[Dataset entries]
* * * *
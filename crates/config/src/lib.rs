//! Configuration loading and validation for Switchyard.
//!
//! Loads configuration from a TOML file with serde defaults so a partial
//! file (or none at all) still yields a working runtime. Validates all
//! settings at startup; a malformed remote-server entry fails fast with a
//! `ConfigError` naming the offending field.

use serde::{Deserialize, Serialize};
use std::path::{Path, PathBuf};
use switchyard_core::error::ConfigError;

/// The root configuration structure.
#[derive(Clone, Serialize, Deserialize, Default)]
pub struct AppConfig {
    /// Agent loop settings
    #[serde(default)]
    pub agent: AgentConfig,

    /// Context window budgets
    #[serde(default)]
    pub context: ContextConfig,

    /// Short-term memory limits
    #[serde(default)]
    pub short_term: ShortTermConfig,

    /// Local skill directories
    #[serde(default)]
    pub skills: SkillsConfig,

    /// Remote tool server entries
    #[serde(default)]
    pub mcp_servers: Vec<McpServerConfig>,
}

impl std::fmt::Debug for AppConfig {
    fn fmt(&self, f: &mut std::fmt::Formatter<'_>) -> std::fmt::Result {
        f.debug_struct("AppConfig")
            .field("agent", &self.agent)
            .field("context", &self.context)
            .field("short_term", &self.short_term)
            .field("skills", &self.skills)
            .field("mcp_servers", &self.mcp_servers)
            .finish()
    }
}

/// Agent loop settings.
#[derive(Debug, Clone, Serialize, Deserialize)]
pub struct AgentConfig {
    /// Default model sent to the LLM backend
    #[serde(default = "default_model")]
    pub model: String,

    #[serde(default = "default_temperature")]
    pub temperature: f32,

    /// Maximum think-act iterations per run
    #[serde(default = "default_max_iterations")]
    pub max_iterations: u32,

    /// Hard per-tool-call timeout in seconds
    #[serde(default = "default_tool_timeout_secs")]
    pub tool_timeout_secs: u64,
}

fn default_model() -> String {
    "claude-sonnet-4".into()
}
fn default_temperature() -> f32 {
    0.7
}
fn default_max_iterations() -> u32 {
    10
}
fn default_tool_timeout_secs() -> u64 {
    60
}

impl Default for AgentConfig {
    fn default() -> Self {
        Self {
            model: default_model(),
            temperature: default_temperature(),
            max_iterations: default_max_iterations(),
            tool_timeout_secs: default_tool_timeout_secs(),
        }
    }
}

/// Context window budgets.
#[derive(Debug, Clone, Serialize, Deserialize)]
pub struct ContextConfig {
    /// Total token budget for the assembled message list
    #[serde(default = "default_context_max_tokens")]
    pub max_tokens: usize,

    /// Tokens reserved for the model's own response
    #[serde(default = "default_reserved_tokens")]
    pub reserved_tokens: usize,
}

fn default_context_max_tokens() -> usize {
    8192
}
fn default_reserved_tokens() -> usize {
    1024
}

impl Default for ContextConfig {
    fn default() -> Self {
        Self {
            max_tokens: default_context_max_tokens(),
            reserved_tokens: default_reserved_tokens(),
        }
    }
}

/// Short-term memory limits.
#[derive(Debug, Clone, Serialize, Deserialize)]
pub struct ShortTermConfig {
    /// Maximum concurrently held sessions before LRU eviction
    #[serde(default = "default_max_sessions")]
    pub max_sessions: usize,
}

fn default_max_sessions() -> usize {
    1000
}

impl Default for ShortTermConfig {
    fn default() -> Self {
        Self {
            max_sessions: default_max_sessions(),
        }
    }
}

/// Local skill loading.
#[derive(Debug, Clone, Serialize, Deserialize, Default)]
pub struct SkillsConfig {
    /// Directories scanned for `<skill>/SKILL.md` manifests
    #[serde(default)]
    pub dirs: Vec<PathBuf>,
}

/// Transport kind for a remote tool server.
#[derive(Debug, Clone, Copy, PartialEq, Eq, Serialize, Deserialize)]
#[serde(rename_all = "lowercase")]
pub enum McpTransport {
    Stdio,
    Sse,
}

/// One remote tool server entry.
#[derive(Debug, Clone, Serialize, Deserialize)]
pub struct McpServerConfig {
    /// Server name; the registered source is `mcp-<name>`
    pub name: String,

    /// How to reach the server
    pub transport: McpTransport,

    /// Command to spawn (stdio transport)
    #[serde(default, skip_serializing_if = "Option::is_none")]
    pub command: Option<String>,

    /// Arguments for the command
    #[serde(default, skip_serializing_if = "Vec::is_empty")]
    pub args: Vec<String>,

    /// Event stream URL (sse transport)
    #[serde(default, skip_serializing_if = "Option::is_none")]
    pub url: Option<String>,

    #[serde(default = "default_true")]
    pub enabled: bool,
}

fn default_true() -> bool {
    true
}

impl McpServerConfig {
    /// Check that the entry carries the fields its transport requires.
    pub fn validate(&self) -> Result<(), ConfigError> {
        if self.name.trim().is_empty() {
            return Err(ConfigError::MissingField {
                context: "mcp server".into(),
                field: "name".into(),
            });
        }
        match self.transport {
            McpTransport::Stdio if self.command.is_none() => Err(ConfigError::MissingField {
                context: format!("mcp server '{}'", self.name),
                field: "command".into(),
            }),
            McpTransport::Sse if self.url.is_none() => Err(ConfigError::MissingField {
                context: format!("mcp server '{}'", self.name),
                field: "url".into(),
            }),
            _ => Ok(()),
        }
    }
}

impl AppConfig {
    /// Load from a TOML file. A missing file yields the defaults.
    pub fn load(path: impl AsRef<Path>) -> Result<Self, ConfigError> {
        let path = path.as_ref();
        if !path.exists() {
            return Ok(Self::default());
        }
        let raw = std::fs::read_to_string(path)
            .map_err(|e| ConfigError::Load(format!("{}: {e}", path.display())))?;
        let config: Self =
            toml::from_str(&raw).map_err(|e| ConfigError::Load(e.to_string()))?;
        config.validate()?;
        Ok(config)
    }

    /// Validate every section.
    pub fn validate(&self) -> Result<(), ConfigError> {
        if self.context.reserved_tokens >= self.context.max_tokens {
            return Err(ConfigError::InvalidValue {
                field: "context.reserved_tokens".into(),
                reason: "must be smaller than context.max_tokens".into(),
            });
        }
        if self.short_term.max_sessions == 0 {
            return Err(ConfigError::InvalidValue {
                field: "short_term.max_sessions".into(),
                reason: "must be at least 1".into(),
            });
        }
        for server in &self.mcp_servers {
            server.validate()?;
        }
        Ok(())
    }
}

#[cfg(test)]
mod tests {
    use super::*;

    #[test]
    fn defaults_are_valid() {
        let config = AppConfig::default();
        config.validate().unwrap();
        assert_eq!(config.agent.max_iterations, 10);
        assert_eq!(config.agent.tool_timeout_secs, 60);
        assert_eq!(config.context.max_tokens, 8192);
    }

    #[test]
    fn parse_full_toml() {
        let raw = r#"
            [agent]
            model = "gpt-4o"
            max_iterations = 5

            [context]
            max_tokens = 4096
            reserved_tokens = 512

            [skills]
            dirs = ["./skills"]

            [[mcp_servers]]
            name = "file-manager"
            transport = "stdio"
            command = "file-manager-mcp"
            args = ["--root", "/data"]

            [[mcp_servers]]
            name = "search"
            transport = "sse"
            url = "http://localhost:9090/sse"
            enabled = false
        "#;
        let config: AppConfig = toml::from_str(raw).unwrap();
        config.validate().unwrap();
        assert_eq!(config.agent.model, "gpt-4o");
        assert_eq!(config.mcp_servers.len(), 2);
        assert_eq!(config.mcp_servers[0].transport, McpTransport::Stdio);
        assert!(!config.mcp_servers[1].enabled);
    }

    #[test]
    fn stdio_without_command_rejected() {
        let raw = r#"
            [[mcp_servers]]
            name = "broken"
            transport = "stdio"
        "#;
        let config: AppConfig = toml::from_str(raw).unwrap();
        let err = config.validate().unwrap_err();
        assert!(err.to_string().contains("command"));
    }

    #[test]
    fn sse_without_url_rejected() {
        let raw = r#"
            [[mcp_servers]]
            name = "broken"
            transport = "sse"
        "#;
        let config: AppConfig = toml::from_str(raw).unwrap();
        let err = config.validate().unwrap_err();
        assert!(err.to_string().contains("url"));
    }

    #[test]
    fn reserved_tokens_must_fit_budget() {
        let mut config = AppConfig::default();
        config.context.reserved_tokens = config.context.max_tokens;
        assert!(config.validate().is_err());
    }
}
* * * *
▶ _What you have to do_
Filter the entries and copy each line with "ContextConfig".

▶ _Result_
    pub context: ContextConfig,
pub struct ContextConfig {
impl Default for ContextConfig {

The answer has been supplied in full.